(Collected data)
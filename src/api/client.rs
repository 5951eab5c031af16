use chrono::NaiveDate;
use serde::de::DeserializeOwned;
use serde::Deserialize;
use std::time::Duration;
use thiserror::Error;

use crate::config::ApiConfig;
use crate::models::Surah;
use crate::utils::hijri::{hijri_month_name, HijriInfo};

#[derive(Debug, Error)]
pub enum ApiError {
    #[error("remote lookups are disabled")]
    Disabled,
    #[error("request to {url} failed: {message}")]
    Transport { url: String, message: String },
    #[error("{url} returned HTTP {status}")]
    Status { url: String, status: u16 },
    #[error("could not decode response: {0}")]
    Decode(#[from] serde_json::Error),
    #[error("API reported code {code}: {message}")]
    Unexpected { code: i64, message: String },
    #[error("API returned an invalid value: {0}")]
    Invalid(String),
}

/// Plain GET returning the response body.
pub trait Transport {
    fn get(&self, url: &str) -> Result<String, ApiError>;
}

pub struct HttpTransport {
    client: reqwest::blocking::Client,
}

impl HttpTransport {
    pub fn new(timeout: Duration) -> anyhow::Result<Self> {
        let client = reqwest::blocking::Client::builder()
            .timeout(timeout)
            .user_agent(concat!("ramadan-companion/", env!("CARGO_PKG_VERSION")))
            .build()?;
        Ok(Self { client })
    }
}

impl Transport for HttpTransport {
    fn get(&self, url: &str) -> Result<String, ApiError> {
        log::debug!("GET {}", url);
        let response = self.client.get(url).send().map_err(|e| ApiError::Transport {
            url: url.to_string(),
            message: e.to_string(),
        })?;
        let status = response.status();
        if !status.is_success() {
            return Err(ApiError::Status {
                url: url.to_string(),
                status: status.as_u16(),
            });
        }
        response.text().map_err(|e| ApiError::Transport {
            url: url.to_string(),
            message: e.to_string(),
        })
    }
}

// ─── Response shapes ─────────────────────────────────────────────────────────

#[derive(Debug, Deserialize)]
struct Envelope {
    code: i64,
    #[serde(default)]
    status: serde_json::Value,
    data: serde_json::Value,
}

/// Both services wrap payloads as `{ code, status, data }`; anything but
/// code 200 is an error whose message sits in `data` or `status`.
fn unwrap_envelope<T: DeserializeOwned>(body: &str) -> Result<T, ApiError> {
    let envelope: Envelope = serde_json::from_str(body)?;
    if envelope.code != 200 {
        let message = match (&envelope.data, &envelope.status) {
            (serde_json::Value::String(s), _) | (_, serde_json::Value::String(s)) => s.clone(),
            _ => "unknown error".to_string(),
        };
        return Err(ApiError::Unexpected {
            code: envelope.code,
            message,
        });
    }
    Ok(serde_json::from_value(envelope.data)?)
}

#[derive(Debug, Deserialize)]
struct GToHData {
    hijri: RemoteHijri,
}

#[derive(Debug, Deserialize)]
struct RemoteHijri {
    day: String,
    year: String,
    month: RemoteMonth,
}

#[derive(Debug, Deserialize)]
struct RemoteMonth {
    number: usize,
}

pub fn parse_gtoh(body: &str) -> Result<HijriInfo, ApiError> {
    let data: GToHData = unwrap_envelope(body)?;
    let hijri = data.hijri;
    let day: usize = hijri
        .day
        .trim()
        .parse()
        .map_err(|_| ApiError::Invalid(format!("day '{}'", hijri.day)))?;
    let year: usize = hijri
        .year
        .trim()
        .parse()
        .map_err(|_| ApiError::Invalid(format!("year '{}'", hijri.year)))?;
    let month = hijri.month.number;
    if !(1..=12).contains(&month) || !(1..=30).contains(&day) {
        return Err(ApiError::Invalid(format!("{}-{}-{}", day, month, year)));
    }
    Ok(HijriInfo {
        day,
        month,
        year,
        month_name: hijri_month_name(month).to_string(),
    })
}

pub fn parse_surahs(body: &str) -> Result<Vec<Surah>, ApiError> {
    unwrap_envelope(body)
}

// ─── Remote services ─────────────────────────────────────────────────────────

pub struct Remote {
    transport: Box<dyn Transport>,
    enabled: bool,
    aladhan_base: String,
    quran_base: String,
}

impl Remote {
    pub fn new(transport: Box<dyn Transport>, config: &ApiConfig) -> Self {
        Self {
            transport,
            enabled: config.enabled,
            aladhan_base: config.aladhan_base.trim_end_matches('/').to_string(),
            quran_base: config.quran_base.trim_end_matches('/').to_string(),
        }
    }

    pub fn from_config(config: &ApiConfig) -> anyhow::Result<Self> {
        let transport = HttpTransport::new(Duration::from_secs(config.timeout_secs))?;
        Ok(Self::new(Box::new(transport), config))
    }

    pub fn is_enabled(&self) -> bool {
        self.enabled
    }

    pub fn gtoh_url(&self, date: NaiveDate) -> String {
        format!("{}/gToH?date={}", self.aladhan_base, date.format("%d-%m-%Y"))
    }

    pub fn surah_url(&self) -> String {
        format!("{}/surah", self.quran_base)
    }

    pub fn fetch_body(&self, url: &str) -> Result<String, ApiError> {
        if !self.enabled {
            return Err(ApiError::Disabled);
        }
        self.transport.get(url)
    }
}

#[cfg(test)]
pub mod fake {
    use super::*;
    use std::cell::RefCell;
    use std::collections::HashMap;
    use std::rc::Rc;

    /// Canned responses keyed by URL; anything else fails like a dropped
    /// connection. Records every requested URL.
    #[derive(Default, Clone)]
    pub struct FakeTransport {
        pub responses: HashMap<String, String>,
        pub calls: Rc<RefCell<Vec<String>>>,
    }

    impl FakeTransport {
        pub fn with(mut self, url: &str, body: &str) -> Self {
            self.responses.insert(url.to_string(), body.to_string());
            self
        }

        pub fn call_count(&self) -> usize {
            self.calls.borrow().len()
        }
    }

    impl Transport for FakeTransport {
        fn get(&self, url: &str) -> Result<String, ApiError> {
            self.calls.borrow_mut().push(url.to_string());
            self.responses
                .get(url)
                .cloned()
                .ok_or_else(|| ApiError::Transport {
                    url: url.to_string(),
                    message: "connection refused".to_string(),
                })
        }
    }

    pub fn gtoh_body(day: &str, month: usize, year: &str) -> String {
        format!(
            r#"{{"code":200,"status":"OK","data":{{"hijri":{{"date":"x","day":"{}","weekday":{{"en":"Al Sabt","ar":"x"}},"month":{{"number":{},"en":"Ramaḍān","ar":"x"}},"year":"{}"}},"gregorian":{{}}}}}}"#,
            day, month, year
        )
    }

    pub const SURAHS_BODY: &str = r#"{"code":200,"status":"OK","data":[
        {"number":1,"name":"سُورَةُ ٱلْفَاتِحَةِ","englishName":"Al-Faatiha","englishNameTranslation":"The Opening","numberOfAyahs":7,"revelationType":"Meccan"},
        {"number":2,"name":"سُورَةُ البَقَرَةِ","englishName":"Al-Baqara","englishNameTranslation":"The Cow","numberOfAyahs":286,"revelationType":"Medinan"}
    ]}"#;
}
use chrono::{Datelike, Duration, NaiveDate};

use crate::utils::hijri::{convert, tabular_to_gregorian, RAMADAN};

/// Gregorian span of one Ramadan.
#[derive(Debug, Clone, Copy, PartialEq, Eq)]
pub struct RamadanWindow {
    pub hijri_year: usize,
    pub start: NaiveDate,
    pub end: NaiveDate,
}

impl RamadanWindow {
    pub fn len(&self) -> u32 {
        ((self.end - self.start).num_days() + 1) as u32
    }

    pub fn contains(&self, date: NaiveDate) -> bool {
        date >= self.start && date <= self.end
    }

    pub fn dates(&self) -> Vec<NaiveDate> {
        self.start
            .iter_days()
            .take_while(|d| *d <= self.end)
            .collect()
    }

    /// Day of Ramadan (1-based) for a date inside the window.
    pub fn day_number(&self, date: NaiveDate) -> Option<u32> {
        if self.contains(date) {
            Some(((date - self.start).num_days() + 1) as u32)
        } else {
            None
        }
    }

    /// Empty cells before the first day in a Sunday-first week grid.
    pub fn leading_blanks(&self) -> u32 {
        self.start.weekday().num_days_from_sunday()
    }
}

/// Locate Ramadan of `hijri_year` on the Gregorian calendar using the same
/// conversion (and moon-sighting offset) as the rest of the app.
pub fn ramadan_window(hijri_year: usize, offset_days: i32) -> RamadanWindow {
    let guess = tabular_to_gregorian(hijri_year as i64, RAMADAN as i64, 1)
        .unwrap_or(NaiveDate::MIN)
        - Duration::days(offset_days as i64);

    let start = (-3..=3)
        .map(|delta| guess + Duration::days(delta))
        .find(|d| {
            let h = convert(*d, offset_days);
            h.year == hijri_year && h.month == RAMADAN && h.day == 1
        })
        .unwrap_or(guess);

    let mut end = start + Duration::days(28);
    while end < start + Duration::days(29) && convert(end + Duration::days(1), offset_days).month == RAMADAN {
        end += Duration::days(1);
    }

    RamadanWindow {
        hijri_year,
        start,
        end,
    }
}

#[derive(Debug, Clone, PartialEq)]
pub enum RamadanStatus {
    Upcoming {
        window: RamadanWindow,
        days_until: i64,
    },
    Ongoing {
        window: RamadanWindow,
        day: u32,
        days_remaining: u32,
    },
    Completed {
        window: RamadanWindow,
        next: RamadanWindow,
    },
}

impl RamadanStatus {
    /// The season a fasting calendar should show: the running or next
    /// Ramadan, or the one just finished so missed days can still be logged.
    pub fn window(&self) -> RamadanWindow {
        match self {
            RamadanStatus::Upcoming { window, .. }
            | RamadanStatus::Ongoing { window, .. }
            | RamadanStatus::Completed { window, .. } => *window,
        }
    }

    /// Days left to read in, today included. None once Ramadan is over.
    pub fn reading_days_left(&self) -> Option<u32> {
        match self {
            RamadanStatus::Upcoming { window, .. } => Some(window.len()),
            RamadanStatus::Ongoing { days_remaining, .. } => Some(days_remaining + 1),
            RamadanStatus::Completed { .. } => None,
        }
    }

    pub fn headline(&self) -> &'static str {
        match self {
            RamadanStatus::Upcoming { .. } => "Prepare for the blessed month",
            RamadanStatus::Ongoing { .. } => "Make the most of this blessed time",
            RamadanStatus::Completed { .. } => "Don't forget to make up missed fasts",
        }
    }

    pub fn detail(&self) -> String {
        match self {
            RamadanStatus::Upcoming { window, days_until } => format!(
                "Starts on {} ({} days)",
                window.start.format("%B %-d, %Y"),
                days_until
            ),
            RamadanStatus::Ongoing {
                day,
                days_remaining,
                ..
            } => format!("Day {} · {} days remaining", day, days_remaining),
            RamadanStatus::Completed { window, next } => format!(
                "Ended on {} · next Ramadan starts {}",
                window.end.format("%B %-d, %Y"),
                next.start.format("%B %-d, %Y")
            ),
        }
    }
}

pub fn ramadan_status(today: NaiveDate, offset_days: i32) -> RamadanStatus {
    let h = convert(today, offset_days);
    let window = ramadan_window(h.year, offset_days);

    if h.month == RAMADAN {
        let day = window.day_number(today).unwrap_or(h.day as u32);
        RamadanStatus::Ongoing {
            window,
            day,
            days_remaining: window.len().saturating_sub(day),
        }
    } else if h.month < RAMADAN {
        RamadanStatus::Upcoming {
            window,
            days_until: (window.start - today).num_days(),
        }
    } else {
        RamadanStatus::Completed {
            window,
            next: ramadan_window(h.year + 1, offset_days),
        }
    }
}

*Work required*:
Of the entries listed above, reproduce only the lines starting at the line containing "for the blessed" and ending at the line containing "pub fn detail(&self)". Include both, exactly as they stand.

*Exercise answer*:
            RamadanStatus::Upcoming { .. } => "Prepare for the blessed month",
            RamadanStatus::Ongoing { .. } => "Make the most of this blessed time",
            RamadanStatus::Completed { .. } => "Don't forget to make up missed fasts",
        }
    }

    pub fn detail(&self) -> String {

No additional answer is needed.